2. How accurate you consider Josephus as a historian or a chroniclar?
3. Do you have a blog where you could be contacted or followed?
Regards,
Kashif
Thanks for your kind words.
a. Yes, and vice versa. groups self-define in relation to other groups. But the amount of influence varied from rabbi to rabbi, church member to church member. See on this the various chapters in THE BIBLE WITH AND WITHOUT JESUS.
2. I wouldn’t date him, and I wouldn’t want my children to date him either.
3. I have a facebook page, but I do not know how to access it — my daughter checks it to let me know if I am to respond to anything.
best,
aj
A few years ago I listened to your course on the OT from The Great Courses and really enjoyed it. Your first reason in this post is that many people don’t read. But many who do read come away with a negative impression of God in both testaments! That happened with me when I took the time to read through the Bible cover-to-cover a few years ago. Still, there are meaningful stories and teachings in the Bible; it can provoke some very important questions. However, I think it’s value is in provoking discussion, not in providing answers. Those who claim the Bible has all the answers do both the Bible and humanity a disservice. I sense you are one who values the questions and discussion, and I thank you for that.
I always tell people that I am not an atheist because I *haven’t* read the Bible; I’m an atheist because I read it…all the way through!
Yes, “However, I think it’s value is in provoking discussion, not in providing answers” _- right – it’s a book that helps us often ask the right questions, but the answers may vary.

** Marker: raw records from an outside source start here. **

#![allow(deprecated)] // events().publish migration tracked separately

use soroban_sdk::{symbol_short, Address, Env};

// ── Event payloads ──────────────────────────────────────────────────────────

/// Fired once when the ledger is bootstrapped.
#[soroban_sdk::contracttype]
#[derive(Clone, Debug, Eq, PartialEq)]
pub struct InitializedEvent {
    pub owner: Address,
    pub token: Address,
    pub apy: u32,
    pub timestamp: u64,
}

/// Fired when a depositor moves tokens into custody.
#[soroban_sdk::contracttype]
#[derive(Clone, Debug, Eq, PartialEq)]
pub struct StakedEvent {
    pub staker: Address,
    pub amount: i128,
    pub new_balance: i128,
    pub new_total_staked: i128,
    pub timestamp: u64,
}

/// Fired when a depositor takes principal back out of custody.
#[soroban_sdk::contracttype]
#[derive(Clone, Debug, Eq, PartialEq)]
pub struct WithdrawnEvent {
    pub staker: Address,
    pub amount: i128,
    pub new_balance: i128,
    pub new_total_staked: i128,
    pub timestamp: u64,
}

/// Fired when settled rewards are compounded into principal.
#[soroban_sdk::contracttype]
#[derive(Clone, Debug, Eq, PartialEq)]
pub struct RewardsClaimedEvent {
    pub staker: Address,
    pub amount: i128,
    pub new_balance: i128,
    pub timestamp: u64,
}

/// Fired when the owner changes the APY.
#[soroban_sdk::contracttype]
#[derive(Clone, Debug, Eq, PartialEq)]
pub struct ApySetEvent {
    pub owner: Address,
    pub old_apy: u32,
    pub new_apy: u32,
    pub timestamp: u64,
}

/// Fired when tokens are added to custody to back compounded rewards.
#[soroban_sdk::contracttype]
#[derive(Clone, Debug, Eq, PartialEq)]
pub struct RewardsFundedEvent {
    pub funder: Address,
    pub amount: i128,
    pub timestamp: u64,
}

// ── Publishers ──────────────────────────────────────────────────────────────

pub fn publish_initialized(env: &Env, owner: Address, token: Address, apy: u32) {
    env.events().publish(
        (symbol_short!("INIT"),),
        InitializedEvent {
            owner,
            token,
            apy,
            timestamp: env.ledger().timestamp(),
        },
    );
}

pub fn publish_staked(
    env: &Env,
    staker: Address,
    amount: i128,
    new_balance: i128,
    new_total_staked: i128,
) {
    env.events().publish(
        (symbol_short!("STAKED"), staker.clone()),
        StakedEvent {
            staker,
            amount,
            new_balance,
            new_total_staked,
            timestamp: env.ledger().timestamp(),
        },
    );
}

pub fn publish_withdrawn(
    env: &Env,
    staker: Address,
    amount: i128,
    new_balance: i128,
    new_total_staked: i128,
) {
    env.events().publish(
        (symbol_short!("WITHDRAWN"), staker.clone()),
        WithdrawnEvent {
            staker,
            amount,
            new_balance,
            new_total_staked,
            timestamp: env.ledger().timestamp(),
        },
    );
}

pub fn publish_rewards_claimed(env: &Env, staker: Address, amount: i128, new_balance: i128) {
    env.events().publish(
        (symbol_short!("CLAIMED"), staker.clone()),
        RewardsClaimedEvent {
            staker,
            amount,
            new_balance,
            timestamp: env.ledger().timestamp(),
        },
    );
}

pub fn publish_apy_set(env: &Env, owner: Address, old_apy: u32, new_apy: u32) {
    env.events().publish(
        (symbol_short!("APY_SET"),),
        ApySetEvent {
            owner,
            old_apy,
            new_apy,
            timestamp: env.ledger().timestamp(),
        },
    );
}

pub fn publish_rewards_funded(env: &Env, funder: Address, amount: i128) {
    env.events().publish(
        (symbol_short!("FUNDED"), funder.clone()),
        RewardsFundedEvent {
            funder,
            amount,
            timestamp: env.ledger().timestamp(),
        },
    );
}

on the ‘atheist’ vs. ‘not atheist’ view — belief is a matter of love, not logic. My focus for the article was, but only in part, those who argue that the “OT’s” picture of the divinity is only one of disgust.
I do quibble with this: Fourth, professional atheists (you know who they are) read the Bible selectively, see the text as endorsing a bellicose God, and so reject its theology.
Most atheists I know (including myself) did not arrive at that stance by selectively reading the Bible. Many of us reject theology (while still finding it interesting) because we see physics, biology, social science, and anthropology as more compelling descriptors of what it means to be human and means to find our place in the natural world and build better human relations.
I agree, in many cases atheists are more knowledgeable of the Bible than majority of church goers, some even wrote commentary and pleaded for biblical education (Isaac Asimov). It’s not even think that rejection is unjustified and that it comes from reading a few verses “out od context”. After reading about Jeptah’s daughter in Judges 11, calling God “angry” is a bit of na understatement, IMHO…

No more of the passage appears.